Earlier this week, Hyperic released their free dashboard of Amazon Web Services monitoring, Cloud Status. Aside from having slick looking graphics, the interesting thing here is the beginning of figuring out what it means to manage “the cloud.”

What they’re doing is pretty straight forward: they’re monitoring the few metrics that are available for each service, from multiple points globally. What they don’t do is let each person monitor from their perspective. Instead, CloudStatus provides the “what everyone is seeing” 3rd party perspective.

Clearly, narrowing down to each individual “user” is something that someone like Hyperic would do well to productize rather than simply give away for free. Indeed, as the use of cloud computing for an extension of data centers evolves, you could see a stronger linking between Hyperic’s main product, HQ and something like Cloud Status.

What’d you want to do is link performance monitoring from a users desktop, through the company network, up through some servers, connecting to the cloud, and then round-trip back to that user. You know, the end-to-end fantasy all the ESM old-timers get excited about.

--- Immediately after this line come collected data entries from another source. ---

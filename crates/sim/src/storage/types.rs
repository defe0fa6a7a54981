use crate::errors::{DatabaseError, SnapshotError};
use crate::genome::{DIPLOID, Genotype, Individual};
use serde::{Deserialize, Serialize};

/// Recording strategy for when to persist simulation state.
#[derive(Debug, Clone, Serialize, Deserialize)]
pub enum RecordingStrategy {
    /// Record every N timesteps.
    EveryN(usize),

    /// Record at specific timesteps.
    Specific(Vec<usize>),

    /// Record all timesteps.
    All,

    /// No recording.
    None,
}

impl RecordingStrategy {
    /// Check if a timestep should be recorded
    pub fn should_record(&self, timestep: usize) -> bool {
        match self {
            Self::EveryN(n) => *n != 0 && timestep.is_multiple_of(*n),
            Self::Specific(steps) => steps.contains(&timestep),
            Self::All => true,
            Self::None => false,
        }
    }
}

/// Description of a recorded run, stored in the `metadata` table.
#[derive(Debug, Clone, PartialEq, Serialize, Deserialize)]
pub struct RunMetadata {
    /// Run name
    pub name: String,
    /// Whether the first recorded timestep follows a completed burn-in
    pub burn_in_complete: bool,
    /// Number of burn-in steps the simulator ran, if known
    pub burn_in_steps: Option<usize>,
    /// Free-form simulator parameters, kept for provenance
    #[serde(default)]
    pub parameters: serde_json::Value,
}

impl RunMetadata {
    pub fn new(name: impl Into<String>) -> Self {
        Self {
            name: name.into(),
            burn_in_complete: true,
            burn_in_steps: None,
            parameters: serde_json::Value::Null,
        }
    }
}

/// Row of the `individuals` table as stored on disk.
///
/// Every column except the id is nullable: simulators may skip fields, and
/// the analysis must report such records instead of guessing values.
#[derive(Debug, Clone, Default, PartialEq)]
pub struct IndividualSnapshot {
    pub id: u64,
    pub x: Option<f64>,
    pub y: Option<f64>,
    pub genotype: Option<Vec<u8>>, // locus-major alleles
    pub env: Option<Vec<u8>>,      // f64 LE
    pub phenotype: Option<Vec<u8>>, // f64 LE
}

impl IndividualSnapshot {
    /// Create a snapshot row from an individual.
    pub fn from_individual(ind: &Individual) -> Self {
        Self {
            id: ind.id(),
            x: Some(ind.x()),
            y: Some(ind.y()),
            genotype: Some(ind.genotype().as_slice().to_vec()),
            env: Some(encode_f64s(ind.env())),
            phenotype: Some(encode_f64s(ind.phenotype())),
        }
    }

    /// Rebuild the individual, reporting any missing column.
    pub fn into_individual(self) -> Result<Individual, SnapshotError> {
        let id = self.id;
        let missing = |field: &str| SnapshotError::Malformed {
            id,
            reason: format!("missing {field}"),
        };
        let undecodable = |field: &str, e: DatabaseError| SnapshotError::Malformed {
            id,
            reason: format!("unreadable {field}: {e}"),
        };

        let x = self.x.ok_or_else(|| missing("x coordinate"))?;
        let y = self.y.ok_or_else(|| missing("y coordinate"))?;
        let alleles = self.genotype.ok_or_else(|| missing("genotype"))?;
        let genotype = Genotype::from_flat(alleles, DIPLOID)?;
        let env_blob = self.env.ok_or_else(|| missing("environment values"))?;
        let env = decode_f64s(&env_blob).map_err(|e| undecodable("environment values", e))?;
        let phenotype = match self.phenotype {
            Some(blob) => decode_f64s(&blob).map_err(|e| undecodable("phenotype", e))?,
            None => Vec::new(),
        };

        Ok(Individual::new(id, genotype, (x, y), env).with_phenotype(phenotype))
    }
}

/// Encode floats as a little-endian blob.
pub fn encode_f64s(values: &[f64]) -> Vec<u8> {
    values.iter().flat_map(|v| v.to_le_bytes()).collect()
}

/// Decode a little-endian float blob.
pub fn decode_f64s(bytes: &[u8]) -> Result<Vec<f64>, DatabaseError> {
    if !bytes.len().is_multiple_of(8) {
        return Err(DatabaseError::Decode(format!(
            "blob of {} bytes is not a whole number of f64 values",
            bytes.len()
        )));
    }
    Ok(bytes
        .chunks_exact(8)
        .map(|chunk| {
            let mut buf = [0u8; 8];
            buf.copy_from_slice(chunk);
            f64::from_le_bytes(buf)
        })
        .collect())
}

Starting to Establish Trust

CloudStatus Powered by Hyperic

While Cloud Status doesn’t provide that, it starts the ball rolling with two important things:

  • Providing visibility into Amazon EC2 - there aren’t a whole hell of a lotta services that simply do monitoring of *aaSes. Sure, you can ping things all day long - check for basic uptime - but the metrics beyond uptime that Cloud Status is monitoring points towards much more useful monitoring. For example, monitoring how long it takes to deploy a new instance in EC2.
  • Historical tracking - while Cloud Status doesn’t do this extremely well (you’re restricted to the date range selected in each graph), clearly, Hyperic is building up a historic record on AWS’s uptime. Getting a handle on the performance trends for stuff in the cloud is key for people who want to build enough trust in the cloud to actually use it.

Indeed, this last point marks a good mile-stone that Cloud Status pushes us towards in this grab-aaS infrastructure world we’re hurdling towards: the tracking and visibility into services and infrastructure our of control that helps build trust in those services and infrastructure.

There’s Always More

Now, there’s much left to be done along these lines. Our friend, the cloud to everyone’s silver-lining has a laundry basket of vitriol along these lines. There’s a sort of curse of The Age of Beta going on here: either you release early, release often and get criticized for not doing enough, or you wait for the full 1.0 release and risk being late to market (with the needs changing) and being criticized for being slow.

Hyperic knows there’s room, and deep-desire, for more, for sure, and is of course “working on it.” Indeed, as I understand it, moving this rock up the hill is a large part of what Mike Olson is doing with Hyperic, which is encouraging as use RedMonks are unabashed Olson fans (who isn’t, really?).

On another, sort of insider-baseball note, it’s interesting to see that Hyperic’s re-position from general, replace the Big 4 ESM to monitoring and management for web based concerns is falling into place with all this cloud computing glee.

A Rough Road-map

The first layer is allowing people to plug Cloud Status into their own workflows. The next is no doubt getting more detailed status, metrics, and end-to-end monitoring. After that, of course, is moving beyond just Amazon. Mixed into all of that, as Stephen brilliantly pointed out, is jimmying standards into the cloud to avoid (valid) lock-in FUD.

Monitoring, as it were, Hyperic and other’s path along those lines is what’s key to the ideas beyond Cloud Status. What we want is to get an arms race going between Hyperic and others to push monitoring (and management!) forward so that once all these clouds pop up (as they’re fixin’ to do) we’ll actually have the trust that comes with transparency to use them. Otherwise, it’s getting stuck in the swamp of our own data-centers, which is good work if you can get it, but a bit too much centralization for the wider trickling down all this cloud stuff could get us to.

Disclaimer: Hyperic is a client, and Javier also bought me several tasty Blue Moons recently.